Try it: Copy each line below containing "warn".

Provided entries:
// ── Dashboard & reports views ──
//
// Read-only summaries. Figures the backend computes (stock valuation,
// turnover, fast/slow movers) are fetched and shown, never recomputed here.

use std::collections::HashSet;

use rust_decimal::Decimal;
use serde::Serialize;
use tracing::warn;

use stockroom_api::ApiClient;

use crate::error::CoreError;
use crate::model::{InventoryLog, InventoryReport, Product};
use crate::session::SessionStore;

/// How many low-stock products and recent logs the dashboard lists.
pub const DASHBOARD_PREVIEW: usize = 5;

const REPORTS_FALLBACK: &str = "Failed to load reports";
const DASHBOARD_FALLBACK: &str = "Failed to load dashboard";

/// Product counts by stock level.
#[derive(Debug, Clone, Copy, Default, PartialEq, Eq, Serialize)]
pub struct StockBreakdown {
    pub in_stock: usize,
    pub low_stock: usize,
    pub out_of_stock: usize,
}

#[derive(Debug, Clone, Default, PartialEq, Serialize)]
pub struct DashboardSummary {
    pub total_products: usize,
    pub low_stock_count: usize,
    pub distinct_suppliers: usize,
    pub stock_valuation: Decimal,
    pub breakdown: StockBreakdown,
    pub low_stock: Vec<Product>,
    pub recent_logs: Vec<InventoryLog>,
}

impl DashboardSummary {
    /// Assemble the summary from already-fetched collections.
    pub fn build(
        products: &[Product],
        low_stock: Vec<Product>,
        logs: Vec<InventoryLog>,
        stats: &InventoryReport,
    ) -> Self {
        let distinct_suppliers = products
            .iter()
            .filter_map(|p| p.supplier.as_ref().map(|s| s.id))
            .collect::<HashSet<_>>()
            .len();

        let breakdown = products.iter().fold(StockBreakdown::default(), |mut acc, p| {
            if p.is_out_of_stock() {
                acc.out_of_stock += 1;
            } else if p.is_low_stock() {
                acc.low_stock += 1;
            } else {
                acc.in_stock += 1;
            }
            acc
        });

        Self {
            total_products: products.len(),
            low_stock_count: low_stock.len(),
            distinct_suppliers,
            stock_valuation: stats.stock_valuation,
            breakdown,
            low_stock: low_stock.into_iter().take(DASHBOARD_PREVIEW).collect(),
            recent_logs: logs.into_iter().take(DASHBOARD_PREVIEW).collect(),
        }
    }
}

/// A view that loaded or failed. Failures are display text, never errors.
#[derive(Debug, Clone, PartialEq)]
pub enum ViewData<T> {
    Ready(T),
    Failed(String),
}

impl<T> ViewData<T> {
    pub fn ready(&self) -> Option<&T> {
        match self {
            Self::Ready(v) => Some(v),
            Self::Failed(_) => None,
        }
    }
}

/// Fetch products, low-stock products, logs, and stats concurrently.
pub async fn fetch_dashboard(api: &ApiClient) -> Result<DashboardSummary, CoreError> {
    let (products, low_stock, logs, stats) = tokio::join!(
        api.list_products(),
        api.list_low_stock(),
        api.list_logs(),
        api.inventory_stats(),
    );
    Ok(DashboardSummary::build(&products?, low_stock?, logs?, &stats?))
}

/// Dashboard load as a view: unauthorized expires the session, other
/// failures become a banner.
pub async fn load_dashboard(session: &SessionStore) -> ViewData<DashboardSummary> {
    match fetch_dashboard(session.api()).await {
        Ok(summary) => ViewData::Ready(summary),
        Err(e) => view_failure(session, &e, DASHBOARD_FALLBACK),
    }
}

/// Backend report figures.
pub async fn fetch_reports(api: &ApiClient) -> Result<InventoryReport, CoreError> {
    Ok(api.inventory_reports().await?)
}

pub async fn load_reports(session: &SessionStore) -> ViewData<InventoryReport> {
    match fetch_reports(session.api()).await {
        Ok(report) => ViewData::Ready(report),
        Err(e) => view_failure(session, &e, REPORTS_FALLBACK),
    }
}

fn view_failure<T>(session: &SessionStore, err: &CoreError, fallback: &str) -> ViewData<T> {
    if err.is_unauthorized() {
        session.expire();
    } else {
        warn!(error = %err, "view load failed");
    }
    ViewData::Failed(fallback.to_owned())
}

#[cfg(test)]
mod tests {
    use pretty_assertions::assert_eq;

    use super::*;
    use crate::model::SupplierRef;

    fn product(id: i64, quantity: i32, reorder: i32, supplier: Option<i64>) -> Product {
        Product {
            id,
            name: format!("P{id}"),
            description: None,
            category: None,
            supplier: supplier.map(|id| SupplierRef { id, name: None }),
            quantity,
            price: Decimal::ONE,
            warehouse_location: None,
            reorder_level: reorder,
        }
    }

    #[test]
    fn summary_counts_and_truncates() {
        let products: Vec<Product> = (1..=8)
            .map(|i| product(i, i32::try_from(i).unwrap_or(0), 6, Some(i % 3)))
            .collect();
        let low: Vec<Product> = products.iter().filter(|p| p.is_low_stock()).cloned().collect();
        let stats = InventoryReport {
            stock_valuation: Decimal::new(4200, 2),
            ..InventoryReport::default()
        };

        let summary = DashboardSummary::build(&products, low, Vec::new(), &stats);
        assert_eq!(summary.total_products, 8);
        assert_eq!(summary.low_stock_count, 6);
        assert_eq!(summary.low_stock.len(), DASHBOARD_PREVIEW);
        assert_eq!(summary.distinct_suppliers, 3);
        assert_eq!(summary.stock_valuation, Decimal::new(42, 0));
        assert_eq!(
            summary.breakdown,
            StockBreakdown {
                in_stock: 2,
                low_stock: 6,
                out_of_stock: 0
            }
        );
    }

    #[test]
    fn products_without_supplier_are_not_counted_as_one() {
        let products = vec![product(1, 5, 1, None), product(2, 5, 1, None)];
        let summary =
            DashboardSummary::build(&products, Vec::new(), Vec::new(), &InventoryReport::default());
        assert_eq!(summary.distinct_suppliers, 0);
        assert_eq!(summary.breakdown.in_stock, 2);
    }
}
//! Screen implementations. Each screen is a top-level Component keyed by
//! the route it renders.

pub mod dashboard;
pub mod list;
pub mod login;
pub mod logs;
pub mod products;
pub mod reports;
pub mod suppliers;

use stockroom_core::{Route, Stockroom};

use crate::component::Component;

/// One component per routable view.
pub fn create_screens(stockroom: &Stockroom) -> Vec<(Route, Box<dyn Component>)> {
    let email = stockroom
        .config()
        .credentials
        .as_ref()
        .map(|c| c.email.clone());

    vec![
        (
            Route::Login,
            Box::new(login::LoginScreen::new(stockroom.session().clone(), email)),
        ),
        (
            Route::Dashboard,
            Box::new(dashboard::DashboardScreen::new(stockroom.session().clone())),
        ),
        (
            Route::Products,
            Box::new(list::ListScreen::new(stockroom.products())),
        ),
        (
            Route::Suppliers,
            Box::new(list::ListScreen::new(stockroom.suppliers())),
        ),
        (
            Route::InventoryLogs,
            Box::new(list::ListScreen::new(stockroom.inventory_logs())),
        ),
        (
            Route::Reports,
            Box::new(reports::ReportsScreen::new(stockroom.clone())),
        ),
    ]
}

Finished task:
use tracing::warn;
        warn!(error = %err, "view load failed");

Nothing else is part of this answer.